Dataset section start

//! crates/event_journal_core/src/ports.rs
//!
//! Defines the service contracts (traits) for the application's core logic.
//! These traits form the boundary of the hexagonal architecture, allowing the core
//! to be independent of specific external implementations like databases or APIs.

use async_trait::async_trait;
use chrono::{DateTime, Utc};
use uuid::Uuid;

use crate::domain::{
    AuthSession, Event, EventPatch, EventRecord, EventStats, EventStatus, EventWithRecords,
    NewEvent, NewEventRecord, PeriodEvent, Profile, Role, UserCredentials,
};
use crate::period::PeriodKind;

//=========================================================================================
// Generic Port Error and Result Types
//=========================================================================================

/// A generic error type for all port operations.
/// This abstracts away the specific errors from external services (e.g., database, network).
#[derive(Debug, thiserror::Error)]
pub enum PortError {
    #[error("Item not found: {0}")]
    NotFound(String),
    #[error("An unexpected error occurred: {0}")]
    Unexpected(String),
    #[error("Unauthorized")]
    Unauthorized,
}

/// A convenience type alias for `Result<T, PortError>`.
pub type PortResult<T> = Result<T, PortError>;

//=========================================================================================
// Service Ports (Traits)
//=========================================================================================

/// The data-access contract over the `events`, `event_records`, `profiles`,
/// `users` and `auth_sessions` tables.
///
/// Unless noted otherwise, event queries are scoped to the given user and
/// sorted by `updated_at` descending; record queries are sorted by
/// `created_at` ascending.
#[async_trait]
pub trait EventStore: Send + Sync {
    // --- Auth ---

    /// Creates a user with pre-hashed credentials. The matching profile row
    /// is created by a database trigger, which also promotes the first
    /// registrant to admin.
    async fn create_user(&self, username: &str, hashed_password: &str) -> PortResult<Profile>;

    async fn get_user_by_username(&self, username: &str) -> PortResult<UserCredentials>;

    async fn create_auth_session(&self, session: &AuthSession) -> PortResult<()>;

    /// Validates a session id, returning the owning user id. Expired or
    /// unknown sessions fail with `Unauthorized`.
    async fn validate_auth_session(&self, session_id: &str) -> PortResult<Uuid>;

    async fn delete_auth_session(&self, session_id: &str) -> PortResult<()>;

    // --- Events ---

    async fn events_for_user(&self, user_id: Uuid) -> PortResult<Vec<Event>>;

    async fn events_by_category(&self, user_id: Uuid, category: &str) -> PortResult<Vec<Event>>;

    async fn events_by_status(&self, user_id: Uuid, status: EventStatus)
        -> PortResult<Vec<Event>>;

    /// Events whose `created_at` falls inside `[start, end]`.
    async fn events_by_date_range(
        &self,
        user_id: Uuid,
        start: DateTime<Utc>,
        end: DateTime<Utc>,
    ) -> PortResult<Vec<Event>>;

    async fn event_by_id(&self, event_id: Uuid) -> PortResult<Option<Event>>;

    async fn create_event(&self, user_id: Uuid, input: NewEvent) -> PortResult<Event>;

    async fn update_event(&self, event_id: Uuid, patch: EventPatch) -> PortResult<Event>;

    /// Deletes an event; its records are removed by the cascade on
    /// `event_records.event_id`.
    async fn delete_event(&self, event_id: Uuid) -> PortResult<()>;

    // --- Records ---

    async fn records_for_event(&self, event_id: Uuid) -> PortResult<Vec<EventRecord>>;

    async fn record_by_id(&self, record_id: Uuid) -> PortResult<Option<EventRecord>>;

    /// Inserts a record, then touches the parent event's `updated_at` to
    /// now. The two writes are not transactional: a failure between them
    /// leaves the parent timestamp stale but corrupts nothing.
    async fn create_record(&self, input: NewEventRecord) -> PortResult<EventRecord>;

    async fn update_record_summary(&self, record_id: Uuid, ai_summary: &str) -> PortResult<()>;

    async fn delete_record(&self, record_id: Uuid) -> PortResult<()>;

    // --- Aggregates ---

    /// Two sequential reads (event, then records) composed into an
    /// aggregate with a derived record count.
    async fn event_with_records(&self, event_id: Uuid) -> PortResult<Option<EventWithRecords>>;

    async fn events_with_records_by_date_range(
        &self,
        user_id: Uuid,
        start: DateTime<Utc>,
        end: DateTime<Utc>,
    ) -> PortResult<Vec<EventWithRecords>>;

    /// Distinct non-empty category values across a user's events.
    async fn all_categories(&self, user_id: Uuid) -> PortResult<Vec<String>>;

    async fn event_stats(&self, user_id: Uuid) -> PortResult<EventStats>;

    // --- Admin ---

    /// All profiles, newest first. Not scoped to a user.
    async fn list_profiles(&self) -> PortResult<Vec<Profile>>;

    async fn profile_by_id(&self, user_id: Uuid) -> PortResult<Option<Profile>>;

    async fn update_role(&self, user_id: Uuid, role: Role) -> PortResult<()>;

    /// Deletes all of a user's events (records cascade).
    async fn delete_user_events(&self, user_id: Uuid) -> PortResult<()>;

    async fn delete_profile(&self, user_id: Uuid) -> PortResult<()>;

    /// Removes the auth identity: credentials plus any open sessions.
    async fn delete_auth_user(&self, user_id: Uuid) -> PortResult<()>;
}

/// Normalizes one free-text progress entry into a concise summary.
#[async_trait]
pub trait RecordSummaryService: Send + Sync {
    async fn summarize_record(&self, raw_text: &str) -> PortResult<String>;
}

/// Produces the closing retrospective for an event from its title and full
/// ordered record list.
#[async_trait]
pub trait ClosureSummaryService: Send + Sync {
    async fn summarize_event(&self, title: &str, records: &[EventRecord]) -> PortResult<String>;
}

/// Produces a structured report over all events in a named period.
#[async_trait]
pub trait PeriodSummaryService: Send + Sync {
    async fn summarize_period(
        &self,
        kind: PeriodKind,
        start_label: &str,
        end_label: &str,
        events: &[PeriodEvent],
    ) -> PortResult<String>;
}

Dataset section end

Work task -
Look through the entries for the string "then". Every line that has it belongs in the answer.

Worked solution -
    /// Inserts a record, then touches the parent event's `updated_at` to
    /// Two sequential reads (event, then records) composed into an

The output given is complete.